What is being asked
Your answer should be only the lines below from the one with "in a tool's fields." to the one with "expand(input, false)", repeated exactly, ends included.

Records provided
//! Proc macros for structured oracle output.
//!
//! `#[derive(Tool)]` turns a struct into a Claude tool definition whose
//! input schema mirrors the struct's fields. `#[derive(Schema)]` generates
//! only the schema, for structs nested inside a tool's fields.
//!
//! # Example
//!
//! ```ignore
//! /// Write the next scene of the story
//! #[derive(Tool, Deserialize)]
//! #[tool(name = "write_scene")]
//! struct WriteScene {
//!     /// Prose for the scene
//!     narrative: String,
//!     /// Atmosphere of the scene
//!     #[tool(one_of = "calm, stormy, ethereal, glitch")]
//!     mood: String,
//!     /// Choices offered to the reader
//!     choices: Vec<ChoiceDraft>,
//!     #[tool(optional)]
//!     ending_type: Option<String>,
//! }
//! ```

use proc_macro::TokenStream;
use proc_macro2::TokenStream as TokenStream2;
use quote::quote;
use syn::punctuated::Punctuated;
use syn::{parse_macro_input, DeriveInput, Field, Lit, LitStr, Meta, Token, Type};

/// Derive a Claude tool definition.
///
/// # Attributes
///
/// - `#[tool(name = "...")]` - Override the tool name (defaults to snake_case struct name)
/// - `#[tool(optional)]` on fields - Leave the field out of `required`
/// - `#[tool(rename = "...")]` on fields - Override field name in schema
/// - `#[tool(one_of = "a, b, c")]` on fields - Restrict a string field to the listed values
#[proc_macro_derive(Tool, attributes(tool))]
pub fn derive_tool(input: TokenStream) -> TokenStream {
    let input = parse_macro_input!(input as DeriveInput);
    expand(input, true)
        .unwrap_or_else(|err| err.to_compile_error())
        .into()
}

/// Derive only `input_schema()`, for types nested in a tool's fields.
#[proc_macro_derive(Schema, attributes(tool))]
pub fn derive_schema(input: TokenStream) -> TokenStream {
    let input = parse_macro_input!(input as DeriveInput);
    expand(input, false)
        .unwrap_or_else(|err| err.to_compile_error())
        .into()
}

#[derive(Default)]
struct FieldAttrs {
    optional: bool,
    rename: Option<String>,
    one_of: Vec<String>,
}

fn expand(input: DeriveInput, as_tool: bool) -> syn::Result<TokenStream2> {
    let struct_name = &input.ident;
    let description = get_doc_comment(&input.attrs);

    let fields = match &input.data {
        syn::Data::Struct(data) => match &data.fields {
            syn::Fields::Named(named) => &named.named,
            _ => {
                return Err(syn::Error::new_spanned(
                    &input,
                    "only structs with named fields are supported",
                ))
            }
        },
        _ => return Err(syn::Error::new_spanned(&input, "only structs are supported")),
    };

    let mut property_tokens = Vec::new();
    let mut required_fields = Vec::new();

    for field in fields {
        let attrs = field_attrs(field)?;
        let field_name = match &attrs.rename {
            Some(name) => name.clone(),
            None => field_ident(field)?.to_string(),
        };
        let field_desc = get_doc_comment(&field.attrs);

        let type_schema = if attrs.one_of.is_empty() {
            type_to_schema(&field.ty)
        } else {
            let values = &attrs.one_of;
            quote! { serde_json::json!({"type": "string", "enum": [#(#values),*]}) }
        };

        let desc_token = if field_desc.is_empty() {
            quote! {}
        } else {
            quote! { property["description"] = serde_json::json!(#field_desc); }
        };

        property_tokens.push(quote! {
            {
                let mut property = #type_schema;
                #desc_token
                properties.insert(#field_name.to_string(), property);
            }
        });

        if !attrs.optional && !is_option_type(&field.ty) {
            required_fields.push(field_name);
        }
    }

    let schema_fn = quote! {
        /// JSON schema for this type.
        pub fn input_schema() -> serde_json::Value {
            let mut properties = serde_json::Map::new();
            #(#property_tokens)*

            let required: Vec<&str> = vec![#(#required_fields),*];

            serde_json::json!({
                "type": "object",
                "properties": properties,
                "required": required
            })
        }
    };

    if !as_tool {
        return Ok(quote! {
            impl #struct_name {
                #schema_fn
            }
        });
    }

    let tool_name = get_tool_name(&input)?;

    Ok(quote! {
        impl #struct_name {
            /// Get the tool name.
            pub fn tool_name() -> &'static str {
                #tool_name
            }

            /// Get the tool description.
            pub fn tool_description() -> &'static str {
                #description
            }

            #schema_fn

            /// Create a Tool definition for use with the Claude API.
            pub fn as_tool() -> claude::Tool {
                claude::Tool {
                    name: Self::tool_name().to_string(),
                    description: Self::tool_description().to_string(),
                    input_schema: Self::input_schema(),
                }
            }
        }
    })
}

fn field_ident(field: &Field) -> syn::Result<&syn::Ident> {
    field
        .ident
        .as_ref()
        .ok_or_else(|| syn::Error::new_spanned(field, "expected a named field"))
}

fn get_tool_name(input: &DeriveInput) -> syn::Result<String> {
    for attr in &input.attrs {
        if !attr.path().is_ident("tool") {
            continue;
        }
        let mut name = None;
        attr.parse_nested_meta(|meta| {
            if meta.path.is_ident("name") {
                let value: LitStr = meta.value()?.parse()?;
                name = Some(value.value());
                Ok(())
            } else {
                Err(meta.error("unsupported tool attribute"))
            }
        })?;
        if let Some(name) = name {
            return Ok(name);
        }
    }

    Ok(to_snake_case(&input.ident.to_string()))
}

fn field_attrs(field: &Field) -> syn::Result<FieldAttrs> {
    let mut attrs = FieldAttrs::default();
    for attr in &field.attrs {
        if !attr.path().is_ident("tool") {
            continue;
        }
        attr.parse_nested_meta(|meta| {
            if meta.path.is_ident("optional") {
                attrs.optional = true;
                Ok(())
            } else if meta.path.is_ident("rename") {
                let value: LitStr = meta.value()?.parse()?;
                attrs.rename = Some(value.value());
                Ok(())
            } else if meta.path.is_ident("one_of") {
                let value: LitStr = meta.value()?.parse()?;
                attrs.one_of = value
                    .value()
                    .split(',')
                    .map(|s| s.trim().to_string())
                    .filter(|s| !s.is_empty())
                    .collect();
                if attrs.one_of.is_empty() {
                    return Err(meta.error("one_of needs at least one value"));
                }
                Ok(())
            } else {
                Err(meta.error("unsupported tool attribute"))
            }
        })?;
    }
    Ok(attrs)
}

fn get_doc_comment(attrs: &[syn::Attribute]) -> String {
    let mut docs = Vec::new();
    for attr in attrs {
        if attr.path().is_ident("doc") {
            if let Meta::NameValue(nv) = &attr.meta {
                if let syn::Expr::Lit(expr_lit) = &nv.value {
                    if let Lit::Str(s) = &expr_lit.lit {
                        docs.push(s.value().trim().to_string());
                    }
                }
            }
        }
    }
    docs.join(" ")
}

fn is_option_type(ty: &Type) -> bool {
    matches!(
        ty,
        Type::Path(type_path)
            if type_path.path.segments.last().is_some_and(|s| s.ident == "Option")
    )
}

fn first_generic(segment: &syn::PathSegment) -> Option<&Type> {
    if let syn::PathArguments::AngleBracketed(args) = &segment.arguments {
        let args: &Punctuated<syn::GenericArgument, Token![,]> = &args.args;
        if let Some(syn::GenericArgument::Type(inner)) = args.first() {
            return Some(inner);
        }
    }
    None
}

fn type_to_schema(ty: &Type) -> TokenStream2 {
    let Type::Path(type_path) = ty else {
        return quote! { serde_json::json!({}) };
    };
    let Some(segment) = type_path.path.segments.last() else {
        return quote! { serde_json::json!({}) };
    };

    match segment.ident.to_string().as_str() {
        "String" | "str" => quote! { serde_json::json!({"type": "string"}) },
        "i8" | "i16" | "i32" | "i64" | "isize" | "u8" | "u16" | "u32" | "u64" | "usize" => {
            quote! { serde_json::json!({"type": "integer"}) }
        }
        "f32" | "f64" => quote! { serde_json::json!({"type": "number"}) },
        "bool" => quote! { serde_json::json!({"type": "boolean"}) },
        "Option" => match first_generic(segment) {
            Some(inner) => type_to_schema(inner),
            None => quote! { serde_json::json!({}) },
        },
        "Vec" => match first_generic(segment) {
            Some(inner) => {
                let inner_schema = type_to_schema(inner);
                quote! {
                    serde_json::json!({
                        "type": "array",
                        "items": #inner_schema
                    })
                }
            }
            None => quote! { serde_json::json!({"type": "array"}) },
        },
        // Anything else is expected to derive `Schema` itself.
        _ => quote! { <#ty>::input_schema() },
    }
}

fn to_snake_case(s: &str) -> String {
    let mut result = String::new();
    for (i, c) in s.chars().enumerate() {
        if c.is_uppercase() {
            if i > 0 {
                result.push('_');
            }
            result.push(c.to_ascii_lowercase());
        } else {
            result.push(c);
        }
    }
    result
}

* * *

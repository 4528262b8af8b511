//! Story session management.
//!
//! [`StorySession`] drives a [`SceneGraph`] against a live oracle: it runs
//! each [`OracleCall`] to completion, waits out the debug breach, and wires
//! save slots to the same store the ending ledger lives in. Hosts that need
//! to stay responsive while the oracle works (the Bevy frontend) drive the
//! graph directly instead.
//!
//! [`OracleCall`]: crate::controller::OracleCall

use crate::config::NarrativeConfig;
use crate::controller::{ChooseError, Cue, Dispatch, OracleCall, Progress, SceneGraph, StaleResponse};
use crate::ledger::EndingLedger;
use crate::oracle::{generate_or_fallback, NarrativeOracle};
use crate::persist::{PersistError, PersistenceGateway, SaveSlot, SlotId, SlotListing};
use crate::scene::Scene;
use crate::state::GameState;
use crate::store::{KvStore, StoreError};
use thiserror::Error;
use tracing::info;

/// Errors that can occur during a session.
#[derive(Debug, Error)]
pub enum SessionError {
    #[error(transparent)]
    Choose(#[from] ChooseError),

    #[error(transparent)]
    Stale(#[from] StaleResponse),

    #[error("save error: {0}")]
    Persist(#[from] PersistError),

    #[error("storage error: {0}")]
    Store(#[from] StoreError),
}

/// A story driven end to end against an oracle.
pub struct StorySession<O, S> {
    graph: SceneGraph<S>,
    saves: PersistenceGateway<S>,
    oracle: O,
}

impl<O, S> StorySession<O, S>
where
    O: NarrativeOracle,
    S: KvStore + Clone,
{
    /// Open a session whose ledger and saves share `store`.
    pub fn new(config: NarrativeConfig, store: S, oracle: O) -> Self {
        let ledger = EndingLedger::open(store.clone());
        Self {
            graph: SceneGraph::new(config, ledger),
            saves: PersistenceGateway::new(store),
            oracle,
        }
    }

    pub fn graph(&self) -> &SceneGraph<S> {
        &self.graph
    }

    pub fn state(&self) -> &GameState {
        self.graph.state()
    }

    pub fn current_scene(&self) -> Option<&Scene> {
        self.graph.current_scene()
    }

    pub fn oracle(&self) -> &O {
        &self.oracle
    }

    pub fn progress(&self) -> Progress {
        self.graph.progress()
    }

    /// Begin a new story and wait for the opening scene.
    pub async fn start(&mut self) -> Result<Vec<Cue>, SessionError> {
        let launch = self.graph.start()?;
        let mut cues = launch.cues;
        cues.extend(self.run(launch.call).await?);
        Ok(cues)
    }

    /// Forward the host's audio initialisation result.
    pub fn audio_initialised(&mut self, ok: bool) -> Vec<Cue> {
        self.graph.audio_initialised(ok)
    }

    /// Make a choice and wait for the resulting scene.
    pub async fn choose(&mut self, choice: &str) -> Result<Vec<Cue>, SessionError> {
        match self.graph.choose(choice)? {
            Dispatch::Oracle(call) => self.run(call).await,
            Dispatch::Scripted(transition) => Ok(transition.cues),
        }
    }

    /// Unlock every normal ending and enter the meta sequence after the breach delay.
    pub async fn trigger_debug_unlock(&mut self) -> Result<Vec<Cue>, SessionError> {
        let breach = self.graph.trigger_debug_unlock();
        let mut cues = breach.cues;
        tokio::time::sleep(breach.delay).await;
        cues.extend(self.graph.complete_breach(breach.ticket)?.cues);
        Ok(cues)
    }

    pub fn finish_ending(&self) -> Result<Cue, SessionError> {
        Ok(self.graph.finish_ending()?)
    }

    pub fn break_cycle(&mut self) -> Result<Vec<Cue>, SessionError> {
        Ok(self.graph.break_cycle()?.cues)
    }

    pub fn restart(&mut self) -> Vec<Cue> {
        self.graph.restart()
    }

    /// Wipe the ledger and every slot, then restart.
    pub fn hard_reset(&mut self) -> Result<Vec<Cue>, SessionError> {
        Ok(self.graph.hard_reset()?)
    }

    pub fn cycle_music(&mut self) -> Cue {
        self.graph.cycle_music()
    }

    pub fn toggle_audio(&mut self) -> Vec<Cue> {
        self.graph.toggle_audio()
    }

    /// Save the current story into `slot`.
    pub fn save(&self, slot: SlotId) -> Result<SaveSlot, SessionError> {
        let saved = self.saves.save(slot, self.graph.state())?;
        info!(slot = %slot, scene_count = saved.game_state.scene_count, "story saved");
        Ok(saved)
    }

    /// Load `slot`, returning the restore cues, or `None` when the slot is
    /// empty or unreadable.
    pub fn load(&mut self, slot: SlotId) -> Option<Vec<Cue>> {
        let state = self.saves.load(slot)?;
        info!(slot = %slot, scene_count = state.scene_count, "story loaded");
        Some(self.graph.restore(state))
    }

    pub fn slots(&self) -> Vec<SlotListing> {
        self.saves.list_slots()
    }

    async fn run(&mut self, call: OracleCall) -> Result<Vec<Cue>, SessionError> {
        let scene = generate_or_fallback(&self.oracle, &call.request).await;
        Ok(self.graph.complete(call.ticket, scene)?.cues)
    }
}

Written answer
/// Derive only `input_schema()`, for types nested in a tool's fields.
#[proc_macro_derive(Schema, attributes(tool))]
pub fn derive_schema(input: TokenStream) -> TokenStream {
    let input = parse_macro_input!(input as DeriveInput);
    expand(input, false)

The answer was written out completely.